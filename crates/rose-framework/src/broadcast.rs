//! Chat-migration broadcaster.
//!
//! When a group's id changes, every migration-aware module re-keys its own
//! data.  Modules own disjoint state, so the broadcast is best-effort: one
//! module failing does not keep the others from migrating.

use std::time::Duration;

use tracing::info;

use crate::aggregate::{invoke, log_skipped};
use crate::capability::{Capability, CapabilityList};
use crate::error::CapabilityError;
use rose_core::ChatId;

/// Outcome of one broadcast.
#[derive(Debug, Default)]
pub struct MigrationReport {
    /// Modules whose callback completed, in order.
    pub migrated: Vec<String>,
    pub failures: Vec<CapabilityError>,
}

impl MigrationReport {
    pub fn is_complete(&self) -> bool {
        self.failures.is_empty()
    }
}

/// Invokes every module's migration callback with `(old, new)`, in order.
pub async fn on_chat_migrated(
    old: ChatId,
    new: ChatId,
    modules: &CapabilityList,
    timeout: Duration,
) -> MigrationReport {
    info!(old_chat = %old, new_chat = %new, modules = modules.len(), "Migrating chat");

    let mut report = MigrationReport::default();
    for module in modules.iter() {
        let Some(migrate) = module.migrate_fn() else {
            continue;
        };
        match invoke(module, Capability::Migrate, timeout, migrate(old, new)).await {
            Ok(()) => report.migrated.push(module.canonical_key()),
            Err(err) => {
                log_skipped(&err);
                report.failures.push(err);
            }
        }
    }

    info!(
        old_chat = %old,
        new_chat = %new,
        migrated = report.migrated.len(),
        failed = report.failures.len(),
        "Successfully migrated"
    );
    report
}
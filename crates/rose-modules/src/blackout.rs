//! `/blackout`: rewrites latin letters as negative circled letters.

use std::sync::Arc;

use rose_framework::{BoxError, Module, ModuleContext, ModuleDescriptor, UpdateContext, on_command};

pub const BLACKOUT: ModuleDescriptor = ModuleDescriptor::new("blackout", create);

const HELP: &str = " - /blackout <text>: rewrite text in 🅑🅛🅐🅒🅚 letters. \
Reply to a message to convert its text.";

const USAGE: &str = "❗ Provide some text or reply to a message to blackout.";

/// U+1F150, NEGATIVE CIRCLED LATIN CAPITAL LETTER A.
const CIRCLED_A: u32 = 0x1F150;

fn create(_: &ModuleContext) -> Result<Module, BoxError> {
    Ok(Module::new("blackout")
        .display_name("Black Out")
        .help(HELP)
        .matcher(on_command("blackout").handler(blackout)))
}

async fn blackout(ctx: Arc<UpdateContext>) -> Result<(), BoxError> {
    let own = ctx.arg_text().trim();
    let text = if own.is_empty() {
        ctx.replied().map(|m| m.text_or_empty().trim()).unwrap_or_default()
    } else {
        own
    };

    if text.is_empty() {
        ctx.reply(USAGE).await?;
        return Ok(());
    }
    ctx.reply(&convert(text)).await?;
    Ok(())
}

/// Maps `a-z` (either case) to 🅐–🅩 and leaves everything else alone.
pub fn convert(text: &str) -> String {
    text.chars()
        .map(|c| {
            if c.is_ascii_alphabetic() {
                let offset = u32::from(c.to_ascii_lowercase()) - u32::from('a');
                char::from_u32(CIRCLED_A + offset).unwrap_or(c)
            } else {
                c
            }
        })
        .collect()
}
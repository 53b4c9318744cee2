//! Configuration error types.

use std::path::PathBuf;
use thiserror::Error;

/// Errors that can occur during configuration loading and validation.
#[derive(Error, Debug)]
pub enum ConfigError {
    /// File not found at the specified path.
    #[error("Configuration file not found: {0}")]
    FileNotFound(PathBuf),

    /// The file extension is not enabled by any config format feature.
    #[error("Unsupported or disabled configuration file format: .{0}")]
    UnsupportedFormat(String),

    /// Sources could not be merged or extracted into [`RoseConfig`](super::RoseConfig).
    #[error("Failed to extract configuration: {0}")]
    Extract(#[from] Box<figment::Error>),

    /// Invalid configuration value.
    #[error("Invalid configuration: {message}")]
    ValidationError { message: String },

    /// Missing required field.
    #[error("Missing required configuration field: {field}")]
    MissingField { field: String },

    /// A module name appears in both `modules.load` and `modules.no_load`.
    #[error("Module '{0}' is listed in both modules.load and modules.no_load")]
    ConflictingModule(String),
}

impl ConfigError {
    /// Creates a validation error with the given message.
    pub fn validation(message: impl Into<String>) -> Self {
        Self::ValidationError {
            message: message.into(),
        }
    }

    /// Creates a missing field error.
    pub fn missing_field(field: impl Into<String>) -> Self {
        Self::MissingField {
            field: field.into(),
        }
    }
}

impl From<figment::Error> for ConfigError {
    fn from(err: figment::Error) -> Self {
        Self::Extract(Box::new(err))
    }
}

/// Result type for configuration operations.
pub type ConfigResult<T> = Result<T, ConfigError>;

^^^^^^^^

A bare number is expected: how many lines above contain the word "with"?

2